___ SUPPLIED RECORDS

//! Permitted Daily Exposure calculation
//!
//! PDE = (effect dose x body weight) / (F1 x F2 x F3 x F4 x F5)
//!
//! | Factor | Accounts for                                   | Default            |
//! |--------|------------------------------------------------|--------------------|
//! | F1     | extrapolation between species                  | species table      |
//! | F2     | variability between individuals                | 10                 |
//! | F3     | short study duration                           | duration table     |
//! | F4     | severity of the effect                         | 1                  |
//! | F5     | NOAEL not established (LOAEL used instead)     | 1, or 10 for LOAEL |

use serde::{Deserialize, Serialize};

use crate::core::error::PdeError;
use crate::core::factors::{resolve_f1, resolve_f3};

/// Standard adult human body weight in kg
pub const DEFAULT_BODY_WEIGHT_KG: f64 = 50.0;

/// F5 floor applied to LOAEL-derived doses
pub const LOAEL_MIN_F5: f64 = 10.0;

/// Inputs for one PDE calculation
#[derive(Debug, Clone, PartialEq, Serialize, Deserialize)]
pub struct PdeInputs {
    /// NOAEL or LOAEL in mg/kg/day
    pub effect_dose_mg_per_kg_day: f64,

    /// Human body weight in kg
    pub body_weight_kg: f64,

    /// Species key for the F1 table
    #[serde(default, skip_serializing_if = "Option::is_none")]
    pub species: Option<String>,

    /// Explicit F1, takes precedence over `species`
    #[serde(default, skip_serializing_if = "Option::is_none")]
    pub f1: Option<f64>,

    /// Variability between individuals
    pub f2: f64,

    /// Duration key for the F3 table
    #[serde(default, skip_serializing_if = "Option::is_none")]
    pub duration_key: Option<String>,

    /// Explicit F3, takes precedence over `duration_key`
    #[serde(default, skip_serializing_if = "Option::is_none")]
    pub f3: Option<f64>,

    /// Severity of the effect
    pub f4: f64,

    /// LOAEL uncertainty, before the floor in `effective_f5`
    pub f5: f64,

    /// The effect dose is a LOAEL rather than a NOAEL
    pub is_loael: bool,

    /// Raise F5 to at least 10 when `is_loael` is set
    pub enforce_default_loael_f5: bool,

    /// Free-text name of the substance or study
    #[serde(default, skip_serializing_if = "Option::is_none")]
    pub label: Option<String>,
}

impl PdeInputs {
    /// Inputs with every default filled in: 50 kg, rat, F2=10, duration "1", F4=F5=1, NOAEL
    pub fn new(effect_dose_mg_per_kg_day: f64) -> Self {
        Self {
            effect_dose_mg_per_kg_day,
            body_weight_kg: DEFAULT_BODY_WEIGHT_KG,
            species: Some("rat".to_string()),
            f1: None,
            f2: 10.0,
            duration_key: Some("1".to_string()),
            f3: None,
            f4: 1.0,
            f5: 1.0,
            is_loael: false,
            enforce_default_loael_f5: true,
            label: None,
        }
    }

    /// Inputs for a NOAEL-based calculation
    pub fn noael(noael_mg_per_kg_day: f64) -> Self {
        Self::new(noael_mg_per_kg_day)
    }

    /// Inputs for a LOAEL-based calculation (F5 defaults to 10)
    pub fn loael(loael_mg_per_kg_day: f64) -> Self {
        Self {
            f5: LOAEL_MIN_F5,
            is_loael: true,
            ..Self::new(loael_mg_per_kg_day)
        }
    }

    pub fn body_weight(mut self, kg: f64) -> Self {
        self.body_weight_kg = kg;
        self
    }

    pub fn species(mut self, species: impl Into<String>) -> Self {
        self.species = Some(species.into());
        self
    }

    /// Drop the species key so F1 must come from `f1`
    pub fn without_species(mut self) -> Self {
        self.species = None;
        self
    }

    pub fn f1(mut self, f1: f64) -> Self {
        self.f1 = Some(f1);
        self
    }

    pub fn f2(mut self, f2: f64) -> Self {
        self.f2 = f2;
        self
    }

    pub fn duration(mut self, key: impl Into<String>) -> Self {
        self.duration_key = Some(key.into());
        self
    }

    /// Drop the duration key so F3 must come from `f3`
    pub fn without_duration(mut self) -> Self {
        self.duration_key = None;
        self
    }

    pub fn f3(mut self, f3: f64) -> Self {
        self.f3 = Some(f3);
        self
    }

    pub fn f4(mut self, f4: f64) -> Self {
        self.f4 = f4;
        self
    }

    pub fn f5(mut self, f5: f64) -> Self {
        self.f5 = f5;
        self
    }

    pub fn is_loael(mut self, is_loael: bool) -> Self {
        self.is_loael = is_loael;
        self
    }

    pub fn enforce_loael_f5(mut self, enforce: bool) -> Self {
        self.enforce_default_loael_f5 = enforce;
        self
    }

    pub fn label(mut self, label: impl Into<String>) -> Self {
        self.label = Some(label.into());
        self
    }

    pub fn resolved_f1(&self) -> Result<f64, PdeError> {
        resolve_f1(self.species.as_deref(), self.f1)
    }

    pub fn resolved_f3(&self) -> Result<f64, PdeError> {
        resolve_f3(self.duration_key.as_deref(), self.f3)
    }

    /// F5 after the LOAEL floor
    pub fn effective_f5(&self) -> f64 {
        if self.is_loael && self.enforce_default_loael_f5 && self.f5 < LOAEL_MIN_F5 {
            LOAEL_MIN_F5
        } else {
            self.f5
        }
    }
}

/// Outcome of a PDE calculation with the factors actually used
#[derive(Debug, Clone, Copy, PartialEq, Serialize, Deserialize)]
pub struct PdeResult {
    pub pde_mg_per_day: f64,
    pub f1: f64,
    pub f2: f64,
    pub f3: f64,
    pub f4: f64,
    pub f5: f64,
}

impl PdeResult {
    /// F1 x F2 x F3 x F4 x F5
    pub fn total_factor(&self) -> f64 {
        self.f1 * self.f2 * self.f3 * self.f4 * self.f5
    }

    /// Labelled values for display
    pub fn rows(&self) -> [(&'static str, f64); 6] {
        [
            ("PDE (mg/day)", self.pde_mg_per_day),
            ("F1", self.f1),
            ("F2", self.f2),
            ("F3", self.f3),
            ("F4", self.f4),
            ("F5", self.f5),
        ]
    }
}

fn require_positive(field: &'static str, value: f64) -> Result<(), PdeError> {
    if value.is_finite() && value > 0.0 {
        Ok(())
    } else {
        Err(PdeError::NonPositive { field, value })
    }
}

/// Compute the PDE for fully specified inputs
///
/// Either returns a complete result or fails; no partial results.
pub fn compute_pde(inputs: &PdeInputs) -> Result<PdeResult, PdeError> {
    require_positive("effect_dose_mg_per_kg_day", inputs.effect_dose_mg_per_kg_day)?;
    require_positive("body_weight_kg", inputs.body_weight_kg)?;

    let f1 = inputs.resolved_f1()?;
    let f2 = inputs.f2;
    let f3 = inputs.resolved_f3()?;
    let f4 = inputs.f4;
    let f5 = inputs.effective_f5();

    let numerator = inputs.effect_dose_mg_per_kg_day * inputs.body_weight_kg;
    if !numerator.is_finite() {
        return Err(PdeError::Overflow { quantity: "numerator" });
    }
    let denominator = f1 * f2 * f3 * f4 * f5;
    if !denominator.is_finite() || denominator <= 0.0 {
        return Err(PdeError::InvalidDenominator { denominator });
    }
    let pde_mg_per_day = numerator / denominator;
    if !pde_mg_per_day.is_finite() {
        return Err(PdeError::Overflow { quantity: "PDE" });
    }

    Ok(PdeResult {
        pde_mg_per_day,
        f1,
        f2,
        f3,
        f4,
        f5,
    })
}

______

Respond with nothing but the number of lines in the data above that include the word "Debug".

WRITTEN SOLUTION:
2